Republicans are entitled to commemorate their so-called ‘patriotic dead’, but many Unionists see the Easter Rising events as an insult to the tens of thousands of Irish nationalists who joined the British Army to fight in the Western front’s horrific trench warfare.
The 1916 Rising was not like 1798 and the Presbyterian-led United Irishmen’s rebellion where Protestant and Catholic fought alongside each other.
Neither is it like the Battle of the Boyne in 1690 where King William, the Prince of Orange, used his elite Catholic troops – the Dutch Royal Blues – to cross the river and strategically win the battle.
Of course, republicans may try to muddy the historical waters by insisting that a small number of the Irish Volunteers or members of the Irish Citizen Army who took part in the failed 1916 coup were actually from the Protestant tradition.
Likewise, given the ethnic cleansing policies against the pro-Union community by the Provisional IRA during the Troubles, especially by its so-called East Tyrone and South Armagh ‘brigades’, does the Sinn Fein leadership really expect Unionists to attend events honouring dead IRA terrorists?
There is a major difference between an Irish nationalist who donned the military uniform of the 16th Irish Division and fought German soldiers in the Great War, often in hand to hand combat, and the Provisional IRA terrorist who sneaks into a town and plants a no-warning bomb at the Cenotaph in Enniskillen aimed at killing civilians.

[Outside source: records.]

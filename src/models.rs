use chrono::{DateTime, Utc};
use rust_decimal::Decimal;
use serde::{Deserialize, Serialize};
use uuid::Uuid;

// ============================================================================
// Record Models
// ============================================================================
//
// Plain records managed through CRUD-style services. Orders and discounts
// carry real business rules and live under src/domain/ instead.
//
// ============================================================================

#[derive(Serialize, Deserialize, Clone, Debug, PartialEq)]
#[serde(rename_all = "camelCase")]
pub struct Kitchen {
    pub id: Uuid,
    pub name: String,
    pub brand_slug: Option<String>,
    pub created_at: DateTime<Utc>,
}

impl Kitchen {
    /// Key used for case-insensitive name uniqueness
    pub fn name_key(&self) -> String {
        normalize_name(&self.name)
    }
}

pub fn normalize_name(name: &str) -> String {
    name.trim().to_lowercase()
}

#[derive(Serialize, Deserialize, Clone, Debug, PartialEq)]
#[serde(rename_all = "camelCase")]
pub struct MenuItem {
    pub id: Uuid,
    pub kitchen_id: Uuid,
    pub name: String,
    pub price: Decimal,
    pub image_url: Option<String>,
}

#[derive(Serialize, Deserialize, Clone, Copy, Debug, PartialEq, Eq, Hash)]
#[serde(rename_all = "SCREAMING_SNAKE_CASE")]
pub enum Role {
    SuperAdmin,
    Kitchen,
    Customer,
}

impl Role {
    pub fn as_str(&self) -> &'static str {
        match self {
            Role::SuperAdmin => "SUPER_ADMIN",
            Role::Kitchen => "KITCHEN",
            Role::Customer => "CUSTOMER",
        }
    }

    pub fn parse(value: &str) -> Option<Self> {
        match value {
            "SUPER_ADMIN" => Some(Role::SuperAdmin),
            "KITCHEN" => Some(Role::Kitchen),
            "CUSTOMER" => Some(Role::Customer),
            _ => None,
        }
    }
}

#[derive(Serialize, Deserialize, Clone, Debug, PartialEq)]
#[serde(rename_all = "camelCase")]
pub struct User {
    pub id: Uuid,
    pub email: String,
    pub role: Role,
    pub brand_slug: Option<String>,
    pub kitchen_id: Option<Uuid>,
    pub created_at: DateTime<Utc>,
}

#[derive(Serialize, Deserialize, Clone, Copy, Debug, PartialEq, Eq)]
#[serde(rename_all = "SCREAMING_SNAKE_CASE")]
pub enum TransactionStatus {
    Pending,
    Success,
    Failed,
    Cancelled,
}

impl TransactionStatus {
    pub fn as_str(&self) -> &'static str {
        match self {
            TransactionStatus::Pending => "PENDING",
            TransactionStatus::Success => "SUCCESS",
            TransactionStatus::Failed => "FAILED",
            TransactionStatus::Cancelled => "CANCELLED",
        }
    }

    pub fn parse(value: &str) -> Option<Self> {
        match value {
            "PENDING" => Some(TransactionStatus::Pending),
            "SUCCESS" => Some(TransactionStatus::Success),
            "FAILED" => Some(TransactionStatus::Failed),
            "CANCELLED" => Some(TransactionStatus::Cancelled),
            _ => None,
        }
    }

    pub fn is_terminal(&self) -> bool {
        !matches!(self, TransactionStatus::Pending)
    }
}

/// Payment ledger entry; no payment provider is wired in
#[derive(Serialize, Deserialize, Clone, Debug, PartialEq)]
#[serde(rename_all = "camelCase")]
pub struct PaymentTransaction {
    pub id: Uuid,
    pub kitchen_id: Option<Uuid>,
    pub brand_slug: Option<String>,
    pub amount: Decimal,
    pub currency: String,
    pub status: TransactionStatus,
    pub idempotency_key: String,
    pub notes: Option<String>,
    pub created_at: DateTime<Utc>,
    pub updated_at: DateTime<Utc>,
}
use std::time::Duration;
use tokio::time::sleep;

// ============================================================================
// Exponential Backoff Retry
// ============================================================================
//
// Used at startup while the database cluster comes up, and with short delays
// when an order status write loses a version race. Other request failures are
// returned to the client as-is.
//
// ============================================================================

#[derive(Clone, Debug)]
pub struct RetryConfig {
    /// Maximum number of attempts, including the first
    pub max_attempts: u32,
    /// Delay before the second attempt
    pub initial_delay: Duration,
    /// Upper bound on any single delay
    pub max_delay: Duration,
    /// Multiplier for exponential backoff
    pub multiplier: f64,
}

impl Default for RetryConfig {
    fn default() -> Self {
        Self {
            max_attempts: 5,
            initial_delay: Duration::from_millis(500),
            max_delay: Duration::from_secs(10),
            multiplier: 2.0,
        }
    }
}

impl RetryConfig {
    pub fn with_attempts(max_attempts: u32) -> Self {
        Self {
            max_attempts: max_attempts.max(1),
            ..Self::default()
        }
    }

    fn next_delay(&self, delay: Duration) -> Duration {
        let next = Duration::from_millis(((delay.as_millis() as f64) * self.multiplier) as u64);
        next.min(self.max_delay)
    }
}

/// Run `operation` until it succeeds or the attempts are used up; the last
/// error is returned
pub async fn retry_with_backoff<F, Fut, T, E>(config: &RetryConfig, mut operation: F) -> Result<T, E>
where
    F: FnMut(u32) -> Fut,
    Fut: std::future::Future<Output = Result<T, E>>,
    E: std::fmt::Display,
{
    let mut attempt = 0;
    let mut delay = config.initial_delay;

    loop {
        attempt += 1;

        match operation(attempt).await {
            Ok(result) => {
                if attempt > 1 {
                    tracing::info!(attempt, "Operation succeeded after retry");
                }
                return Ok(result);
            }
            Err(error) if attempt >= config.max_attempts => {
                tracing::error!(attempt, error = %error, "Operation failed after all retries");
                return Err(error);
            }
            Err(error) => {
                tracing::warn!(
                    attempt,
                    max_attempts = config.max_attempts,
                    error = %error,
                    delay_ms = delay.as_millis() as u64,
                    "Operation failed, retrying after delay"
                );
                sleep(delay).await;
                delay = config.next_delay(delay);
            }
        }
    }
}

#[cfg(test)]
mod tests {
    use super::*;
    use std::sync::atomic::{AtomicU32, Ordering};
    use std::sync::Arc;

    fn fast(max_attempts: u32) -> RetryConfig {
        RetryConfig {
            max_attempts,
            initial_delay: Duration::from_millis(5),
            max_delay: Duration::from_millis(20),
            multiplier: 2.0,
        }
    }

    #[tokio::test]
    async fn test_retry_succeeds_eventually() {
        let counter = Arc::new(AtomicU32::new(0));
        let counter_clone = counter.clone();

        let result = retry_with_backoff(&fast(3), |_attempt| {
            let counter = counter_clone.clone();
            async move {
                if counter.fetch_add(1, Ordering::SeqCst) < 2 {
                    Err("cluster not ready")
                } else {
                    Ok("connected")
                }
            }
        })
        .await;

        assert_eq!(result, Ok("connected"));
        assert_eq!(counter.load(Ordering::SeqCst), 3);
    }

    #[tokio::test]
    async fn test_retry_returns_last_error() {
        let result = retry_with_backoff(&fast(2), |attempt| async move {
            Err::<(), _>(format!("attempt {} refused", attempt))
        })
        .await;

        assert_eq!(result, Err("attempt 2 refused".to_string()));
    }

    #[test]
    fn test_delay_is_capped() {
        let config = fast(10);
        let mut delay = config.initial_delay;
        for _ in 0..10 {
            delay = config.next_delay(delay);
        }
        assert_eq!(delay, Duration::from_millis(20));
        assert_eq!(RetryConfig::with_attempts(0).max_attempts, 1);
    }
}
use actix_web::{web, App, HttpResponse, HttpServer, Responder};
use prometheus::{Encoder, Registry, TextEncoder};
use std::sync::Arc;

/// Start the metrics HTTP server on its own port
pub async fn start_metrics_server(registry: Arc<Registry>, host: String, port: u16) -> std::io::Result<()> {
    tracing::info!("📊 Starting metrics server on http://{}:{}/metrics", host, port);

    HttpServer::new(move || {
        App::new()
            .app_data(web::Data::new(registry.clone()))
            .route("/metrics", web::get().to(metrics_handler))
    })
    .workers(1)
    .bind((host.as_str(), port))?
    .run()
    .await
}

pub(crate) async fn metrics_handler(registry: web::Data<Arc<Registry>>) -> impl Responder {
    let encoder = TextEncoder::new();
    let metric_families = registry.gather();

    let mut buffer = Vec::new();
    if let Err(e) = encoder.encode(&metric_families, &mut buffer) {
        tracing::error!(error = %e, "Failed to encode metrics");
        return HttpResponse::InternalServerError().finish();
    }

    HttpResponse::Ok()
        .content_type("text/plain; version=0.0.4")
        .body(buffer)
}

#[cfg(test)]
mod tests {
    use super::*;
    use crate::metrics::Metrics;
    use actix_web::test;

    #[actix_web::test]
    async fn test_metrics_endpoint_exposes_counters() {
        let metrics = Metrics::new().unwrap();
        metrics.record_order_placed(2);
        let registry = Arc::new(metrics.registry().clone());

        let app = test::init_service(
            App::new()
                .app_data(web::Data::new(registry))
                .route("/metrics", web::get().to(metrics_handler)),
        )
        .await;

        let req = test::TestRequest::get().uri("/metrics").to_request();
        let body = test::call_and_read_body(&app, req).await;
        let text = String::from_utf8(body.to_vec()).unwrap();

        assert!(text.contains("orders_placed_total 1"));
        assert!(text.contains("order_line_items_total 2"));
    }
}
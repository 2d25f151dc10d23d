use std::sync::Arc;

use chrono::Utc;
use rust_decimal::Decimal;
use uuid::Uuid;

use super::errors::CatalogError;
use super::value_objects::{BulkInsertFailure, BulkInsertMode, BulkInsertReport, NewKitchen, NewMenuItem};
use crate::models::{Kitchen, MenuItem};
use crate::store::{Store, StoreError};

// ============================================================================
// Catalog Service
// ============================================================================
//
// Menu edits only touch the menu_items collection. Orders keep the name and
// price captured when they were placed.
//
// ============================================================================

pub struct CatalogService {
    store: Arc<dyn Store>,
    bulk_mode: BulkInsertMode,
}

impl CatalogService {
    pub fn new(store: Arc<dyn Store>, bulk_mode: BulkInsertMode) -> Self {
        Self { store, bulk_mode }
    }

    // --- kitchens ---------------------------------------------------------

    pub async fn create_kitchen(&self, new: NewKitchen) -> Result<Kitchen, CatalogError> {
        let name = new.name.trim();
        if name.is_empty() {
            return Err(CatalogError::EmptyName);
        }

        let kitchen = Kitchen {
            id: Uuid::new_v4(),
            name: name.to_string(),
            brand_slug: new.brand_slug.filter(|slug| !slug.trim().is_empty()),
            created_at: Utc::now(),
        };

        match self.store.insert_kitchen(&kitchen).await {
            Ok(()) => {}
            Err(StoreError::AlreadyExists { .. }) => {
                return Err(CatalogError::DuplicateName(kitchen.name));
            }
            Err(e) => return Err(e.into()),
        }

        tracing::info!(kitchen_id = %kitchen.id, name = %kitchen.name, "🏪 Kitchen created");
        Ok(kitchen)
    }

    pub async fn list_kitchens(&self) -> Result<Vec<Kitchen>, CatalogError> {
        Ok(self.store.list_kitchens().await?)
    }

    // --- menu items -------------------------------------------------------

    pub async fn create_menu_item(&self, kitchen_id: Uuid, new: NewMenuItem) -> Result<MenuItem, CatalogError> {
        let item = build_item(kitchen_id, &new)?;
        if self.store.get_kitchen(kitchen_id).await?.is_none() {
            return Err(CatalogError::KitchenNotFound(kitchen_id));
        }

        self.store.insert_menu_item(&item).await?;
        tracing::info!(menu_item_id = %item.id, kitchen_id = %kitchen_id, price = %item.price, "Menu item created");
        Ok(item)
    }

    pub async fn list_menu_items(&self, kitchen_id: Uuid) -> Result<Vec<MenuItem>, CatalogError> {
        Ok(self.store.list_menu_items(kitchen_id).await?)
    }

    pub async fn remove_menu_item(&self, id: Uuid) -> Result<(), CatalogError> {
        if !self.store.delete_menu_item(id).await? {
            return Err(CatalogError::MenuItemNotFound(id));
        }
        tracing::info!(menu_item_id = %id, "Menu item removed");
        Ok(())
    }

    pub async fn update_price(&self, id: Uuid, price: Decimal) -> Result<MenuItem, CatalogError> {
        validate_price(price)?;
        self.modify(id, |item| item.price = price).await
    }

    pub async fn update_image(&self, id: Uuid, image_url: Option<String>) -> Result<MenuItem, CatalogError> {
        self.modify(id, |item| item.image_url = image_url).await
    }

    async fn modify<F>(&self, id: Uuid, change: F) -> Result<MenuItem, CatalogError>
    where
        F: FnOnce(&mut MenuItem),
    {
        let mut item = self
            .store
            .get_menu_item(id)
            .await?
            .ok_or(CatalogError::MenuItemNotFound(id))?;
        change(&mut item);

        if !self.store.update_menu_item(&item).await? {
            return Err(CatalogError::MenuItemNotFound(id));
        }
        tracing::debug!(menu_item_id = %id, price = %item.price, "Menu item updated");
        Ok(item)
    }

    /// Add the same item to every kitchen
    pub async fn create_menu_item_for_all_kitchens(
        &self,
        new: NewMenuItem,
        mode: Option<BulkInsertMode>,
    ) -> Result<BulkInsertReport, CatalogError> {
        let mode = mode.unwrap_or(self.bulk_mode);
        let kitchens = self.store.list_kitchens().await?;

        let items = kitchens
            .iter()
            .map(|kitchen| build_item(kitchen.id, &new))
            .collect::<Result<Vec<_>, _>>()?;

        if items.is_empty() {
            return Ok(BulkInsertReport::default());
        }

        let report = match mode {
            BulkInsertMode::AllOrNothing => {
                self.store.insert_menu_items(&items).await?;
                BulkInsertReport {
                    inserted: items.len(),
                    ids: items.iter().map(|item| item.id).collect(),
                    failures: Vec::new(),
                }
            }
            BulkInsertMode::BestEffort => {
                let mut report = BulkInsertReport::default();
                for item in &items {
                    match self.store.insert_menu_item(item).await {
                        Ok(()) => {
                            report.inserted += 1;
                            report.ids.push(item.id);
                        }
                        Err(e) => {
                            tracing::warn!(kitchen_id = %item.kitchen_id, error = %e, "Menu item insert failed");
                            report.failures.push(BulkInsertFailure {
                                kitchen_id: item.kitchen_id,
                                error: e.to_string(),
                            });
                        }
                    }
                }
                report
            }
        };

        tracing::info!(
            name = %new.name,
            inserted = report.inserted,
            failed = report.failures.len(),
            "Menu item added to all kitchens"
        );
        Ok(report)
    }
}

fn build_item(kitchen_id: Uuid, new: &NewMenuItem) -> Result<MenuItem, CatalogError> {
    let name = new.name.trim();
    if name.is_empty() {
        return Err(CatalogError::EmptyName);
    }
    validate_price(new.price)?;

    Ok(MenuItem {
        id: Uuid::new_v4(),
        kitchen_id,
        name: name.to_string(),
        price: new.price,
        image_url: new.image_url.clone(),
    })
}

fn validate_price(price: Decimal) -> Result<(), CatalogError> {
    if price.is_sign_negative() && !price.is_zero() {
        return Err(CatalogError::NegativePrice(price));
    }
    Ok(())
}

That’s why calls from republican elected representatives for the pro-Union community to attend Easter Rising events ring hallow just because a few Sinn Fein representatives have attended wreath laying ceremonies to mark all religions who served in the First and Second World wars.
Just as the republican movement has weaponised the Irish language – a language which Sinn Fein conveniently forgets was saved from extinction by mainstream Presbyterians – so too republicans seemed to have even weaponised the dead.
While republicans should have the freedom to honour those they consider to be their ‘patriotic dead’, they should not force those ceremonies on other people.
My cousin was an RUC Reservist killed on duty in Tyrone by an IRA booby-trap bomb in the Seventies. Does Sinn Fein actually expect me to attend any ceremony which ‘commemorates’ IRA terrorists who served in the East Tyrone ‘brigade’?
One of my chums was also an RUC Reservist; he was shot dead by the IRA in Ballymena in the Seventies as he walked home. Does Sinn Fein also think I would attend any ‘ceremony’ to mark its so-called North Antrim ‘brigade’?
Republicans also hold regular commemorations to remember the eight IRA terrorists from the East Tyrone ‘brigade’ who were shot dead by the SAS in the Loughgall ambush in May 1987.
One of the terrorists shot dead was Sinn Fein councillor Jim Lynagh, nicknamed the Executioner. He once turned up outside a church to shoot my late dad, Rev Dr Robert Coulter MBE, a Presbyterian minister and a former North Antrim UUP MLA.
Fortunately, the church service finished ahead of schedule and dad had left the area. Does Sinn Fein actually believe that I, as a life-long Unionist, would seriously attend any ‘commemoration’ to Lynagh and his fellow terrorists?
Republicans may crow that the late Queen Elizabeth II, as part of a state visit to Southern Ireland, laid a wreath at the Garden of Remembrance memorial to Irish folk who fought the British during the War of Independence.
However, that does not mean that relatives of loved ones murdered by the Provisional IRA will be queuing up to attend any so-called ‘commemoration’ events organised by the republican movement. Republicans really need to get a better understanding of the word ‘context’.
Dr John Coulter has been a journalist since 1978.